Un gros coup de stress. Le 18 février, Xavier Darcos, ministre du Travail, dévoilait le nom des entreprises qui n'avaient rien fait pour lutter contre les risques psychosociaux au travail. Ou plutôt, il présentait trois listes en couleur: verte pour les bons élèves; orange pour les moyens et rouge pour les cancres. D'où une poussée d'adrénaline forte dans les directions des ressources humaines. Parmi 1 500 entreprises françaises de plus de 1 000 salariés, 45% n'avaient rien mis en œuvre au 1er février. C'était le cas de l'Agence France-Presse, d'Ericsson France, de Prisma Presse… De leur côté, SFR ou France Télécom se rangeaient parmi les «orange» (35%).

Mais dès le lendemain, Xavier Darcos devait enlever ses listes d'Internet, pour ne conserver en ligne que les bons élèves. Une situation frisant le ridicule. Néanmoins, cette démarche a eu pour effet positif que, pour la première fois, les entreprises se retrouvent sous pression sur le sujet du stress. Dans la foulée, la plupart des grands groupes ont entamé des négociations avec les syndicats sur le sujet. «Ils sont enfin sortis du déni et ont dépassé le débat “Faut-il s'en occuper ou pas?”. Leur seule interrogation, désormais, est comment s'y attaquer», constate Patrick Legeron, psychiatre et directeur du cabinet Stimulus.

En parallèle sortait le même mois un rapport sur le bien-être et l'efficacité au travail. Ses dix propositions, frappées au coin du bon sens, ont eu quelques retentissements: «La santé des salariés est d'abord l'affaire des managers, elle ne s'externalise pas», «l'implication de la direction générale et de son conseil d'administration sont indispensables»… Et sont tombées à point nommé, au moment où les entreprises cherchaient des axes d'actions.

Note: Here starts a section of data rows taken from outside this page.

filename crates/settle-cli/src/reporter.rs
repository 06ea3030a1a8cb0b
use std::io::Write;

use settle_core::{AggregateRecord, Reporter, Warning};

use crate::cli::{GlobalFlags, OutputFormat};
use crate::output::{aggregate_view, render_with_view};

/// Writes warnings to stderr as they arrive and renders the final records.
pub struct ConsoleReporter<W: Write> {
    format: OutputFormat,
    quiet: bool,
    categories: Vec<String>,
    stderr: W,
    warnings: usize,
    rendered: Option<anyhow::Result<String>>,
}

impl ConsoleReporter<std::io::Stderr> {
    pub fn new(flags: &GlobalFlags, categories: Vec<String>) -> Self {
        Self::with_writer(flags, categories, std::io::stderr())
    }
}

impl<W: Write> ConsoleReporter<W> {
    pub const fn with_writer(flags: &GlobalFlags, categories: Vec<String>, stderr: W) -> Self {
        Self {
            format: flags.format,
            quiet: flags.quiet,
            categories,
            stderr,
            warnings: 0,
            rendered: None,
        }
    }

    pub const fn warnings(&self) -> usize {
        self.warnings
    }

    /// The rendered records, if [`Reporter::report`] was called.
    pub fn finish(self) -> anyhow::Result<Option<String>> {
        self.rendered.transpose()
    }
}

impl<W: Write> Reporter for ConsoleReporter<W> {
    fn warn(&mut self, warning: &Warning) {
        self.warnings += 1;
        tracing::debug!(%warning, "pipeline warning");
        if !self.quiet {
            let _ = writeln!(self.stderr, "warning: {warning}");
        }
    }

    fn report(&mut self, records: &[AggregateRecord]) {
        let rendered = render_with_view(&records, self.format, || {
            aggregate_view(records, &self.categories)
        });
        self.rendered = Some(rendered);
    }
}
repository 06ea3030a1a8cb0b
//! General application configuration.

use serde::{Deserialize, Serialize};

fn default_format() -> String {
    "json".to_string()
}

#[derive(Debug, Clone, Deserialize, Serialize)]
pub struct GeneralConfig {
    /// Output format used when `--format` is not given (`json`, `table`, `raw`).
    #[serde(default = "default_format")]
    pub default_format: String,
}

impl Default for GeneralConfig {
    fn default() -> Self {
        Self {
            default_format: default_format(),
        }
    }
}
use clap::Parser;

pub mod global;
pub mod root_commands;

pub use global::{GlobalFlags, OutputFormat};
pub use root_commands::Commands;

/// Top-level CLI parser for the `settle` binary.
#[derive(Debug, Parser)]
#[command(
    name = "settle",
    version,
    about = "settle - fetch collections concurrently and aggregate what settles"
)]
pub struct Cli {
    #[command(subcommand)]
    pub command: Commands,

    /// Output format: json, table, raw (defaults to `general.default_format`)
    #[arg(short, long, global = true)]
    pub format: Option<OutputFormat>,

    /// Quiet mode (suppress warnings on stderr)
    #[arg(short, long, global = true)]
    pub quiet: bool,

    /// Verbose mode (debug logging)
    #[arg(short, long, global = true)]
    pub verbose: bool,

    /// Per-request timeout in seconds; 0 disables it (overrides `http.timeout_secs`)
    #[arg(long, global = true)]
    pub timeout_secs: Option<u64>,
}

impl Cli {
    /// Extract global flags, falling back to `default_format` when `--format`
    /// was not given.
    #[must_use]
    pub fn global_flags(&self, default_format: &str) -> GlobalFlags {
        GlobalFlags {
            format: self
                .format
                .or_else(|| OutputFormat::from_config(default_format))
                .unwrap_or(OutputFormat::Json),
            quiet: self.quiet,
            verbose: self.verbose,
            timeout_secs: self.timeout_secs,
        }
    }
}
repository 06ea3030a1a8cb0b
//! # settle-core
//!
//! Core types and pure computations for settle.
//!
//! This crate provides everything in the pipeline that does no I/O:
//! - [`Outcome`] and its failure taxonomy
//! - Typed primary/secondary/aggregate records
//! - Decoding raw JSON into records, with quarantine of bad shapes
//! - Named category predicates
//! - The foreign-key joiner
//! - Finite-number and status-summary reductions
//! - The [`Reporter`] interface

pub mod category;
pub mod decode;
pub mod errors;
pub mod join;
pub mod outcome;
pub mod records;
pub mod report;
pub mod stats;

pub use category::{Category, CategorySet, Predicate};
pub use errors::{CategoryError, StrictError};
pub use outcome::{FailureReason, HttpStatus, Outcome, Warning};
pub use records::{AggregateRecord, PrimaryRecord, SecondaryRecord};
pub use report::{MemoryReporter, Reporter, TracingReporter};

Pour le concret, il a fallu attendre le 5 juillet, jour où Stéphane Richard, le président de France Télécom, annonçait devant 1 000 managers, dans le cadre de son plan stratégique pour les cinq prochaines années, qu'il allait «remettre l'humain au cœur de l'action du groupe». Avec des mesures phares: 10 000 recrutements sur la période 2010-2012, des mesures de mobilité s'appuyant uniquement sur le volontariat, plus d'autonomie accordée aux managers, moins d'objectifs («trop nombreux et parfois contradictoires») pour les salariés. «Jusqu'ici, France Télécom avait beaucoup trop individualisé les missions de ses salariés en termes de responsabilités etd'objectifs, juge Patrick Legeron. Alors que le collectif de travail est très important, c'est bien quand il y a un mélange d'objectifs d'équipes et individuels.»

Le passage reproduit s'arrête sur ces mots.